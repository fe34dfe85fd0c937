//! Equality, ordering, and hashing over the live elements.
//!
//! Two sequences are equal when they have the same length and pairwise
//! equal elements; capacity never participates. Ordering is lexicographic:
//! the first differing pair decides, and a proper prefix orders first.

use std::cmp::Ordering;
use std::hash::{Hash, Hasher};

use crate::sequence::Sequence;

impl<T: PartialEq<U>, U> PartialEq<Sequence<U>> for Sequence<T> {
    fn eq(&self, other: &Sequence<U>) -> bool {
        self.as_slice() == other.as_slice()
    }
}

impl<T: Eq> Eq for Sequence<T> {}

impl<T: PartialOrd> PartialOrd for Sequence<T> {
    fn partial_cmp(&self, other: &Self) -> Option<Ordering> {
        self.as_slice().partial_cmp(other.as_slice())
    }
}

impl<T: Ord> Ord for Sequence<T> {
    fn cmp(&self, other: &Self) -> Ordering {
        self.as_slice().cmp(other.as_slice())
    }
}

impl<T: Hash> Hash for Sequence<T> {
    fn hash<H: Hasher>(&self, state: &mut H) {
        self.as_slice().hash(state);
    }
}

impl<T: PartialEq<U>, U> PartialEq<[U]> for Sequence<T> {
    fn eq(&self, other: &[U]) -> bool {
        self.as_slice() == other
    }
}

impl<T: PartialEq<U>, U> PartialEq<&[U]> for Sequence<T> {
    fn eq(&self, other: &&[U]) -> bool {
        self.as_slice() == *other
    }
}

impl<T: PartialEq<U>, U, const N: usize> PartialEq<[U; N]> for Sequence<T> {
    fn eq(&self, other: &[U; N]) -> bool {
        self.as_slice() == other.as_slice()
    }
}

impl<T: PartialEq<U>, U> PartialEq<Vec<U>> for Sequence<T> {
    fn eq(&self, other: &Vec<U>) -> bool {
        self.as_slice() == other.as_slice()
    }
}

#[cfg(test)]
mod tests {
    use crate::seq;
    use crate::sequence::Sequence;
    use proptest::prelude::*;
    use std::hash::{DefaultHasher, Hash, Hasher};

    fn hash_of<T: Hash>(value: &T) -> u64 {
        let mut hasher = DefaultHasher::new();
        value.hash(&mut hasher);
        hasher.finish()
    }

    #[test]
    fn capacity_does_not_affect_equality() {
        let mut a: Sequence<i32> = seq![1, 2, 3];
        let b: Sequence<i32> = seq![1, 2, 3];
        a.reserve(64);
        assert_eq!(a, b);
        assert_eq!(hash_of(&a), hash_of(&b));
    }

    #[test]
    fn dead_slots_do_not_affect_equality() {
        let mut a: Sequence<i32> = seq![1, 2, 3];
        a.pop_back();
        assert_eq!(a, seq![1, 2]);
        assert_ne!(a, seq![1, 2, 3]);
    }

    #[test]
    fn lexicographic_examples() {
        let a: Sequence<i32> = seq![1, 2, 3];
        let b: Sequence<i32> = seq![1, 2, 4];
        let prefix: Sequence<i32> = seq![1, 2];
        let longer: Sequence<i32> = seq![1, 2, 0];
        assert!(a < b);
        assert!(b > a);
        assert!(prefix < longer);
        assert!(a <= a.clone());
        assert!(a >= a.clone());
        assert!(a != b);
        assert!(Sequence::<i32>::new() < prefix);
    }

    #[test]
    fn incomparable_elements_are_unordered() {
        let a: Sequence<f64> = seq![1.0, f64::NAN];
        let b: Sequence<f64> = seq![1.0, 2.0];
        assert_eq!(a.partial_cmp(&b), None);
        assert_ne!(a, a.clone());
    }

    #[test]
    fn compares_against_std_containers() {
        let s: Sequence<i32> = seq![4, 5];
        assert_eq!(s, vec![4, 5]);
        assert_eq!(s, [4, 5]);
        assert_eq!(s, &[4, 5][..]);
    }

    proptest! {
        #[test]
        fn ordering_matches_slices(
            a in prop::collection::vec(0u8..4, 0..6),
            b in prop::collection::vec(0u8..4, 0..6),
        ) {
            let sa = Sequence::from(a.clone());
            let sb = Sequence::from(b.clone());
            prop_assert_eq!(sa.cmp(&sb), a.cmp(&b));
            prop_assert_eq!(sa == sb, a == b);
            // Exactly one of <, ==, > holds.
            let held = [sa < sb, sa == sb, sa > sb].iter().filter(|&&h| h).count();
            prop_assert_eq!(held, 1);
            prop_assert_eq!(sa <= sb, !(sb < sa));
            prop_assert_eq!(sa >= sb, !(sa < sb));
        }
    }
}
----
### ACTIVITY
Search the listing above for the string "crate". Copy every line that contains it.

### EXERCISE RESULT
use crate::sequence::Sequence;
    use crate::seq;
    use crate::sequence::Sequence;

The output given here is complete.